* DATA EXTRACTS

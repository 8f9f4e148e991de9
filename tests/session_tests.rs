// tests/session_tests.rs
// Snapshot loading and command dispatch

use scope_backtrace::interp::{init_module, run_repl, CommandError, CommandInterpreter, CommandReturn};
use scope_backtrace::{DebugHost, HostError, RenderOptions, SnapshotHost};
use std::fs;

const SNAPSHOT: &str = r#"{
  "selectedThread": 1,
  "threads": [
    {
      "id": 1,
      "name": "main",
      "stackFrames": [
        { "id": 1000, "name": "v8::internal::Heap::AllocateRaw(int)", "line": 210,
          "source": { "name": "heap-inl.h", "path": "/v8/src/heap/heap-inl.h" } },
        { "id": 1001, "name": "v8::internal::PerIsolateAssertType::HEAP_ALLOCATION_ASSERT, false>(v8::internal::Isolate*)",
          "line": 0, "source": { "path": "/v8/src/common/assert-scope.cc" } },
        { "id": 1002, "line": 12, "source": { "name": "d8.cc" } },
        { "id": 1003, "name": "main", "line": 5 }
      ]
    },
    {
      "id": 7,
      "name": "worker",
      "stackFrames": [
        { "id": 2000, "name": "v8::platform::WorkerThread::Run()", "line": 30,
          "source": { "path": "/v8/src/libplatform/worker-thread.cc" } }
      ]
    }
  ]
}"#;

const STACK_TRACE_RESPONSE: &str = r#"{
  "seq": 12,
  "type": "response",
  "request_seq": 11,
  "success": true,
  "command": "stackTrace",
  "body": {
    "stackFrames": [
      { "id": 1, "name": "v8::internal::PerThreadAssertType::HANDLE_ALLOCATION_ASSERT, true>()", "line": 3,
        "source": { "name": "handles.cc" } },
      { "id": 2, "name": "main()", "line": 9, "source": { "name": "main.cc" } }
    ],
    "totalFrames": 2
  }
}"#;

// Helper to write a snapshot file
fn create_snapshot(content: &str, name: &str) -> String {
    let path = format!("test_snapshot_{}.json", name);
    fs::write(&path, content).expect("Failed to write snapshot file");
    path
}

fn cleanup(path: &str) {
    let _ = fs::remove_file(path);
}

fn interpreter(color: bool) -> CommandInterpreter {
    let mut interp = CommandInterpreter::with_render_options(RenderOptions {
        color,
        ..RenderOptions::default()
    });
    init_module(&mut interp).expect("Failed to register commands");
    interp
}

fn run(interp: &CommandInterpreter, host: &mut SnapshotHost, line: &str) -> Result<Vec<String>, CommandError> {
    let mut result = CommandReturn::new();
    interp.handle_command(host, line, &mut result)?;
    Ok(result.take_lines())
}

#[cfg(test)]
mod snapshot_tests {
    use super::*;

    #[test]
    fn test_load_session_snapshot() {
        let path = create_snapshot(SNAPSHOT, "session");
        let host = SnapshotHost::load(&path).expect("Failed to load snapshot");
        cleanup(&path);

        assert_eq!(host.selected_id(), Some(1));
        let threads = host.threads();
        assert_eq!(threads.len(), 2);
        assert_eq!(threads[0].frame_count, 4);
        assert!(threads[0].selected);
        assert!(!threads[1].selected);

        let frames = host.selected_thread().expect("thread selected").frames();
        assert_eq!(frames[0].file_name.as_deref(), Some("heap-inl.h"));
        assert_eq!(frames[0].line, Some(210));
        assert_eq!(frames[1].line, None, "Line 0 means unknown");
        assert_eq!(frames[1].file_name.as_deref(), Some("assert-scope.cc"));
        assert_eq!(frames[2].signature, None);
        assert_eq!(frames[3].file_name, None);
        assert_eq!(frames[3].index, 3);
    }

    #[test]
    fn test_load_stack_trace_response() {
        let host = SnapshotHost::from_json_str(STACK_TRACE_RESPONSE).expect("Failed to parse response");
        assert_eq!(host.selected_id(), Some(1));
        assert_eq!(host.selected_thread().unwrap().frames().len(), 2);
    }

    #[test]
    fn test_file_name_from_windows_and_unix_paths() {
        let json = r#"{ "threads": [ { "id": 1, "stackFrames": [
            { "name": "a()", "line": 1, "source": { "path": "C:\\v8\\src\\heap.cc" } },
            { "name": "b()", "line": 2, "source": { "path": "/v8/src/isolate.cc" } },
            { "name": "c()", "line": 3, "source": { "path": "/v8/src/" } },
            { "name": "d()", "line": 4, "source": { "name": "", "path": "D:/mixed\\dir/api.cc" } }
        ] } ] }"#;
        let host = SnapshotHost::from_json_str(json).unwrap();
        let frames = host.selected_thread().unwrap().frames();

        assert_eq!(frames[0].file_name.as_deref(), Some("heap.cc"));
        assert_eq!(frames[1].file_name.as_deref(), Some("isolate.cc"));
        assert_eq!(frames[2].file_name, None, "Directory paths have no file name");
        assert_eq!(frames[3].file_name.as_deref(), Some("api.cc"));
    }

    #[test]
    fn test_missing_selection_defaults_to_first_thread() {
        let json = r#"{ "threads": [ { "id": 4, "stackFrames": [] }, { "id": 5 } ] }"#;
        let host = SnapshotHost::from_json_str(json).unwrap();
        assert_eq!(host.selected_id(), Some(4));
    }

    #[test]
    fn test_load_errors() {
        assert!(matches!(
            SnapshotHost::load("does_not_exist.json"),
            Err(HostError::Io { .. })
        ));
        assert!(matches!(SnapshotHost::from_json_str("{"), Err(HostError::Json(_))));
        assert!(matches!(
            SnapshotHost::from_json_str(r#"{ "frames": [] }"#),
            Err(HostError::UnsupportedFormat(_))
        ));
        assert!(matches!(
            SnapshotHost::from_json_str(r#"{ "selectedThread": 9, "threads": [ { "id": 1 } ] }"#),
            Err(HostError::UnknownThread(9))
        ));

        let failed = r#"{ "seq": 3, "type": "response", "request_seq": 2, "success": false,
                          "command": "stackTrace", "message": "notStopped" }"#;
        assert!(matches!(
            SnapshotHost::from_json_str(failed),
            Err(HostError::FailedResponse { .. })
        ));

        let threads = r#"{ "seq": 3, "type": "response", "request_seq": 2, "success": true,
                           "command": "threads", "body": { "threads": [] } }"#;
        assert!(matches!(
            SnapshotHost::from_json_str(threads),
            Err(HostError::UnexpectedCommand(_))
        ));
    }

    #[test]
    fn test_empty_session_has_no_selected_thread() {
        let host = SnapshotHost::from_json_str(r#"{ "threads": [] }"#).unwrap();
        assert!(matches!(host.selected_thread(), Err(HostError::NoSelectedThread)));
    }
}

#[cfg(test)]
mod command_tests {
    use super::*;

    #[test]
    fn test_init_module_registers_commands() {
        let interp = interpreter(true);
        assert!(interp.contains("bta"));
        assert!(interp.contains("thread"));
        assert_eq!(interp.command_names(), vec!["bta", "help", "thread"]);
    }

    #[test]
    fn test_duplicate_registration_rejected() {
        let mut interp = interpreter(true);
        assert!(matches!(
            init_module(&mut interp),
            Err(CommandError::DuplicateCommand(name)) if name == "bta"
        ));
    }

    #[test]
    fn test_bta_on_selected_thread() {
        let interp = interpreter(true);
        let mut host = SnapshotHost::from_json_str(SNAPSHOT).unwrap();

        let lines = run(&interp, &mut host, "bta").expect("bta should succeed");

        // frame 2 has no name and is skipped; frame 1 adds an assertion line
        assert_eq!(lines.len(), 4);
        assert!(lines[0].starts_with("[0 ] v8::internal::Heap::AllocateRaw "));
        assert!(lines[0].contains("heap-inl.h:210"));
        assert!(lines[2].contains("Disallow HEAP_ALLOCATION (Isolate)"));
        assert!(lines[2].starts_with("\x1b[91m"));
        assert!(lines[3].starts_with("[3 ] main "));
        assert!(lines[3].contains(":5"));
    }

    #[test]
    fn test_bta_count_and_no_color() {
        let interp = interpreter(true);
        let mut host = SnapshotHost::from_json_str(SNAPSHOT).unwrap();

        let lines = run(&interp, &mut host, "bta --count 2 --no-color").unwrap();
        assert_eq!(lines.len(), 3);
        assert_eq!(lines[2], " -> Disallow HEAP_ALLOCATION (Isolate)");

        let lines = run(&interp, &mut host, "bta -c 1").unwrap();
        assert_eq!(lines.len(), 1);
    }

    #[test]
    fn test_bta_respects_interpreter_color_setting() {
        let interp = interpreter(false);
        let mut host = SnapshotHost::from_json_str(STACK_TRACE_RESPONSE).unwrap();

        let lines = run(&interp, &mut host, "bta").unwrap();
        assert_eq!(lines[1], " -> Allow HANDLE_ALLOCATION (Thread)");
        assert!(lines.iter().all(|l| !l.contains('\x1b')));
    }

    #[test]
    fn test_thread_select_changes_bta_output() {
        let interp = interpreter(true);
        let mut host = SnapshotHost::from_json_str(SNAPSHOT).unwrap();

        let out = run(&interp, &mut host, "thread select 7").unwrap();
        assert_eq!(out, vec!["Selected thread #7".to_string()]);

        let lines = run(&interp, &mut host, "bta").unwrap();
        assert_eq!(lines.len(), 1);
        assert!(lines[0].contains("v8::platform::WorkerThread::Run"));
        assert!(lines[0].contains("worker-thread.cc:30"));

        let listing = run(&interp, &mut host, "thread list").unwrap();
        assert_eq!(listing[0], "  thread #1: main (4 frames)");
        assert_eq!(listing[1], "* thread #7: worker (1 frames)");
    }

    #[test]
    fn test_command_errors() {
        let interp = interpreter(true);
        let mut host = SnapshotHost::from_json_str(SNAPSHOT).unwrap();

        assert!(matches!(
            run(&interp, &mut host, "frobnicate"),
            Err(CommandError::UnknownCommand(name)) if name == "frobnicate"
        ));
        assert!(matches!(
            run(&interp, &mut host, "bta \"unterminated"),
            Err(CommandError::Parse(_))
        ));
        assert!(matches!(
            run(&interp, &mut host, "bta --count many"),
            Err(CommandError::InvalidArguments { .. })
        ));
        assert!(matches!(
            run(&interp, &mut host, "thread select 99"),
            Err(CommandError::Host(HostError::UnknownThread(99)))
        ));
        assert!(run(&interp, &mut host, "   ").unwrap().is_empty());
    }

    #[test]
    fn test_help_lists_commands() {
        let interp = interpreter(true);
        let mut host = SnapshotHost::default();

        let lines = run(&interp, &mut host, "help").unwrap();
        assert!(lines.iter().any(|l| l.contains("bta") && l.contains("assertion scopes")));
        assert!(lines.iter().any(|l| l.contains("thread")));

        let lines = run(&interp, &mut host, "bta --help").unwrap();
        assert!(lines.iter().any(|l| l.contains("--count")));
    }

    #[test]
    fn test_bta_without_thread_fails() {
        let interp = interpreter(true);
        let mut host = SnapshotHost::default();
        assert!(matches!(
            run(&interp, &mut host, "bta"),
            Err(CommandError::Host(HostError::NoSelectedThread))
        ));
    }

    #[test]
    fn test_repl_runs_until_quit() {
        let interp = interpreter(false);
        let mut host = SnapshotHost::from_json_str(STACK_TRACE_RESPONSE).unwrap();
        let input = "bta\nbogus\nquit\nbta\n".as_bytes();
        let mut output = Vec::new();

        run_repl(&interp, &mut host, input, &mut output).expect("repl failed");

        let text = String::from_utf8(output).unwrap();
        assert_eq!(text.matches("Allow HANDLE_ALLOCATION").count(), 1, "Stops at quit");
        assert!(text.contains("error: 'bogus' is not a valid command"));
    }
}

* BRIEF
Your answer should be one number: the count of lines in the records above that contain "content".

* OUTPUT FOR THIS TASK
2